Still, his annoyance didn't wane. It even made him temporarily forget the feud he had with the sound director. Temporarily.
When he thought back to the meeting, he recalled the root of his reaction. To be fair, he was the one who started the whole shtick, calling Eugene Kim 'foxy and arrogant' in front of the others. The callback after was just a consequence.
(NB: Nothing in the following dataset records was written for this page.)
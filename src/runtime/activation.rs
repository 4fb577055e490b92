//! Activation: the execution context of one interpreter pass
//!
//! An activation is created for each event a behavior handles. It holds the
//! context as read at the start of the pass, the working context that `ctx`
//! patches are applied to, and the most recent tool/operation result. Both interpreter
//! variants run their action lists through it, and it performs the single
//! context write of the pass in [`Activation::finish`].
//!
//! Failures raised by operations, tools and sends are never returned to the
//! caller: they become an `ERROR` event for the triggering message's source
//! and for the acting actor, and the pass stops.

use serde_json::{Map, Value, json};
use tracing::{debug, warn};

use super::action::{Action, Guard, NamedActions, OpAction, SendAction};
use super::actor::Actor;
use super::error::ActionError;
use super::expr::{self, ExpressionResolver};
use super::ids::{ActorId, CorrelationId, MessageId, ObjectId};
use super::message::{ERROR_EVENT, Event, Message, SUCCESS_EVENT};
use super::schema::SchemaValidator;
use super::store::{Store, StoreOp, diff_patch, merge_patch};
use super::tools::{ActorView, ToolRegistry};

/// Everything an activation needs from the surrounding runtime
///
/// Implemented by the supervisor. Deliveries made through the host are
/// queued; they are never handled before the current pass returns.
pub trait ActionHost: Send + Sync {
    /// Store holding contexts, inboxes and messages
    fn store(&self) -> &dyn Store;

    /// Registry used by the `function` and `invoke` actions
    fn tools(&self) -> &ToolRegistry;

    /// Schema validator for schema guards
    fn validator(&self) -> &dyn SchemaValidator;

    /// Expression resolver for action templates
    fn resolver(&self) -> &dyn ExpressionResolver;

    /// Push a message to `target` and schedule it for handling
    fn deliver(&self, target: ActorId, message: Message) -> Result<MessageId, ActionError>;

    /// Event types accepted by `target`
    fn interface_of(&self, target: ActorId) -> Result<Vec<String>, ActionError>;

    /// Record an outstanding ask and return its correlation id
    fn register_request(&self, asker: ActorId, target: ActorId, event: &str) -> CorrelationId;

    /// Run `target`'s attached function synchronously
    fn invoke(&self, target: ActorId, payload: &Value) -> Result<Value, ActionError>;
}

/// Whether the remaining actions of the pass should run
#[derive(Debug, Clone, Copy, PartialEq, Eq)]
pub enum Flow {
    /// Keep going
    Continue,
    /// Stop processing further actions this pass
    Stop,
}

/// Strip tool-call metadata from a raw tool result
pub fn clean_result(raw: Value) -> Value {
    let mut value = match raw {
        Value::Object(mut map) => match map.remove("structuredContent") {
            Some(content) => content,
            None => Value::Object(map),
        },
        other => other,
    };
    if let Value::Object(map) = &mut value {
        map.remove("_meta");
        map.remove("toolCallId");
        map.remove("isError");
    }
    value
}

/// Payload of a SUCCESS reply: the triggering payload plus `result`
pub fn success_payload(payload: &Value, result: Value) -> Value {
    let mut reply = match payload {
        Value::Object(map) => map.clone(),
        _ => Map::new(),
    };
    reply.insert("result".to_string(), result);
    Value::Object(reply)
}

/// Execution context of one pass
pub struct Activation<'a> {
    host: &'a dyn ActionHost,
    actor: &'a Actor,
    named: &'a NamedActions,
    event: &'a Event,
    base: Value,
    working: Value,
    state: Option<String>,
    creates: usize,
    /// Most recent operation or tool result
    pub result: Value,
    /// Result of the last successful `invoke`, cleaned
    pub invoked: Option<Value>,
    /// Number of side-effecting actions executed
    pub actions_run: usize,
}

impl<'a> Activation<'a> {
    /// Start a pass for `actor` handling `event`
    pub fn new(
        host: &'a dyn ActionHost,
        actor: &'a Actor,
        named: &'a NamedActions,
        event: &'a Event,
    ) -> Self {
        let base = match host.store().read(&actor.context) {
            Ok(Some(value)) if value.is_object() => value,
            Ok(_) => json!({}),
            Err(err) => {
                warn!(actor = %actor.id, error = %err, "Context unreadable, starting from empty");
                json!({})
            }
        };
        Self {
            host,
            actor,
            named,
            event,
            working: base.clone(),
            base,
            state: None,
            creates: 0,
            result: Value::Null,
            invoked: None,
            actions_run: 0,
        }
    }

    /// Context as persisted before this pass
    pub fn base(&self) -> &Value {
        &self.base
    }

    /// Context with every staged patch applied
    pub fn context(&self) -> Value {
        self.working.clone()
    }

    /// Set the state name exposed to schema guards
    pub fn set_state(&mut self, state: &str) {
        self.state = Some(state.to_string());
    }

    /// Stage a context patch; a null value removes the key
    pub fn stage(&mut self, patch: Map<String, Value>) {
        merge_patch(&mut self.working, &Value::Object(patch));
    }

    fn scope(&self) -> Value {
        expr::scope(&self.context(), &self.event.payload, &self.result)
    }

    fn resolve(&self, template: &Value) -> Result<Value, ActionError> {
        Ok(self.host.resolver().resolve(template, &self.scope())?)
    }

    /// Evaluate a guard against the current context
    ///
    /// Schema guards validate the context, with `state` set to the current
    /// state name when the pass belongs to a state machine.
    pub fn check_guard(&self, guard: &Guard) -> Result<bool, ActionError> {
        match guard {
            Guard::Literal(flag) => Ok(*flag),
            Guard::Schema(schema) => {
                let mut subject = self.context();
                if let (Some(state), Value::Object(map)) = (&self.state, &mut subject) {
                    map.insert("state".to_string(), Value::String(state.clone()));
                }
                Ok(self.host.validator().validate(schema, &subject).valid)
            }
            Guard::Expr(template) => Ok(expr::truthy(&self.resolve(template)?)),
        }
    }

    /// Run an action list, honouring guard markers
    pub fn run(&mut self, actions: &[Action]) -> Flow {
        let mut skipping = false;
        for action in actions {
            if let Action::Guard(guard) = action {
                skipping = match self.check_guard(guard) {
                    Ok(pass) => !pass,
                    Err(err) => return self.fail(err),
                };
                continue;
            }
            if skipping {
                continue;
            }
            if self.execute(action) == Flow::Stop {
                return Flow::Stop;
            }
        }
        Flow::Continue
    }

    fn execute(&mut self, action: &Action) -> Flow {
        debug!(actor = %self.actor.id, action = action.tag(), "Executing action");
        if let Action::Named(name) = action {
            let named = self.named;
            return match named.get(name) {
                Some(list) => self.run(list),
                None => self.fail(ActionError::structural(format!(
                    "unknown named action '{}'",
                    name
                ))),
            };
        }

        self.actions_run += 1;
        let outcome = match action {
            Action::Ctx(template) => self.ctx(template),
            Action::Op(op) => self.op(op),
            Action::Tell(send) => self.tell(send),
            Action::Ask(send) => self.ask(send),
            Action::Function { payload } => self.function(payload.as_ref()),
            Action::Invoke { target, payload } => self.invoke(*target, payload.as_ref()),
            Action::Guard(_) | Action::Named(_) => Ok(Flow::Continue),
        };
        match outcome {
            Ok(flow) => flow,
            Err(err) => self.fail(err),
        }
    }

    fn ctx(&mut self, template: &Value) -> Result<Flow, ActionError> {
        match self.resolve(template)? {
            Value::Object(patch) => {
                self.stage(patch);
                Ok(Flow::Continue)
            }
            other => Err(ActionError::structural(format!(
                "context patch resolved to {}",
                other
            ))),
        }
    }

    fn object_id(&self, template: &Value) -> Result<ObjectId, ActionError> {
        let value = self.resolve(template)?;
        ObjectId::from_value(&value)
            .ok_or_else(|| ActionError::structural(format!("{} is not an object id", value)))
    }

    fn op(&mut self, op: &OpAction) -> Result<Flow, ActionError> {
        let op = match op {
            OpAction::Create(template) => {
                // Later creates in the same pass get a derived key.
                let idempotency_key = self.event.idempotency_key().map(|key| match self.creates {
                    0 => key.to_string(),
                    n => format!("{}:{}", key, n),
                });
                self.creates += 1;
                StoreOp::Create {
                    value: self.resolve(template)?,
                    idempotency_key,
                }
            }
            OpAction::Update { id, patch } => StoreOp::Update {
                id: self.object_id(id)?,
                patch: self.resolve(patch)?,
            },
            OpAction::Delete { id } => StoreOp::Delete {
                id: self.object_id(id)?,
            },
        };
        debug!(actor = %self.actor.id, op = op.name(), "Executing store operation");
        self.result = self.host.store().execute(op)?;
        Ok(Flow::Continue)
    }

    fn outbound(&self, send: &SendAction) -> Result<Message, ActionError> {
        let event_type = match self.resolve(&send.event_type)? {
            Value::String(name) => name,
            other => {
                return Err(ActionError::structural(format!(
                    "event type resolved to {}",
                    other
                )));
            }
        };
        Ok(Message::new(event_type, self.resolve(&send.payload)?).from_actor(self.actor.id))
    }

    fn tell(&mut self, send: &SendAction) -> Result<Flow, ActionError> {
        let message = self.outbound(send)?.correlated(self.event.correlation);
        self.host.deliver(send.target, message)?;
        Ok(Flow::Continue)
    }

    fn ask(&mut self, send: &SendAction) -> Result<Flow, ActionError> {
        let message = self.outbound(send)?;
        let accepted = self.host.interface_of(send.target)?;
        if !accepted.contains(&message.event_type) {
            return Err(ActionError::structural(format!(
                "actor {} does not accept '{}'",
                send.target, message.event_type
            )));
        }
        let correlation =
            self.host
                .register_request(self.actor.id, send.target, &message.event_type);
        self.host
            .deliver(send.target, message.correlated(Some(correlation)))?;
        debug!(actor = %self.actor.id, target = %send.target, %correlation, "Ask sent");
        Ok(Flow::Stop)
    }

    fn function(&mut self, template: Option<&Value>) -> Result<Flow, ActionError> {
        let tool = self
            .actor
            .function
            .clone()
            .ok_or_else(|| ActionError::structural("actor has no attached function"))?;
        let payload = match template {
            Some(template) => self.resolve(template)?,
            None => self.event.payload.clone(),
        };
        let view = ActorView {
            id: self.actor.id,
            context: self.context(),
        };
        let raw = self.host.tools().execute(&tool, &view, &payload)?;
        let cleaned = clean_result(raw);
        self.result = cleaned.clone();

        let reply = success_payload(&self.event.payload, cleaned);
        self.reply(SUCCESS_EVENT, reply);
        Ok(Flow::Stop)
    }

    fn invoke(&mut self, target: ActorId, template: Option<&Value>) -> Result<Flow, ActionError> {
        let payload = match template {
            Some(template) => self.resolve(template)?,
            None => self.event.payload.clone(),
        };
        let cleaned = clean_result(self.host.invoke(target, &payload)?);
        self.result = cleaned.clone();
        self.invoked = Some(cleaned);
        Ok(Flow::Continue)
    }

    /// Send a reply event to the triggering message's source and to self
    fn reply(&self, event_type: &str, payload: Value) {
        let mut targets = Vec::with_capacity(2);
        if let Some(source) = self.event.source.filter(|source| *source != self.actor.id) {
            targets.push(source);
        }
        targets.push(self.actor.id);

        for target in targets {
            let message = Message::new(event_type, payload.clone())
                .from_actor(self.actor.id)
                .correlated(self.event.correlation);
            if let Err(err) = self.host.deliver(target, message) {
                warn!(actor = %self.actor.id, %target, error = %err, "Reply could not be delivered");
            }
        }
    }

    /// Convert an action failure into ERROR events and stop the pass
    pub fn fail(&mut self, err: ActionError) -> Flow {
        warn!(
            actor = %self.actor.id,
            event = %self.event.name,
            kind = err.kind.as_str(),
            error = %err.message,
            "Action failed"
        );
        if self.event.name == ERROR_EVENT {
            // A failing ERROR handler must not feed itself.
            return Flow::Stop;
        }
        self.reply(ERROR_EVENT, err.to_payload());
        Flow::Stop
    }

    /// Deliver SUCCESS to self carrying `result` (used after a successful invoke)
    pub fn notify_success(&self, result: Value) {
        let message = Message::new(SUCCESS_EVENT, success_payload(&self.event.payload, result))
            .from_actor(self.actor.id)
            .correlated(self.event.correlation);
        if let Err(err) = self.host.deliver(self.actor.id, message) {
            warn!(actor = %self.actor.id, error = %err, "SUCCESS could not be delivered");
        }
    }

    /// Write the staged changes as the single context write of this pass
    pub fn finish(self) -> usize {
        let op = StoreOp::Update {
            id: self.actor.context,
            patch: diff_patch(&self.base, &self.working),
        };
        if let Err(err) = self.host.store().execute(op) {
            warn!(actor = %self.actor.id, error = %err, "Context flush failed");
            let err = ActionError::from(err);
            if self.event.name != ERROR_EVENT {
                let message = Message::new(ERROR_EVENT, err.to_payload()).from_actor(self.actor.id);
                if let Err(err) = self.host.deliver(self.actor.id, message) {
                    warn!(actor = %self.actor.id, error = %err, "ERROR could not be delivered");
                }
            }
        }
        self.actions_run
    }
}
In Arthur's defense, Eugene Kim did give out an impression of his own protagonist--at least from the character imagery. The man had an objectively nice smile that one might see a lot in a party, the kind of smile used to charm people. But it was also a smile that rarely reached his eyes, which were still and calm, and sometimes cold, like a seasoned sailor who had sailed all kinds of storms looking at the newbie crewmates.
The man had a profile of a seasoned player, but his demeanor and work ethic were polite, sincere, and professional. From what Arthur heard, Eugene Kim was rather gentle and soft-spoken, especially to omegas and those younger than him, like a proper gentleman.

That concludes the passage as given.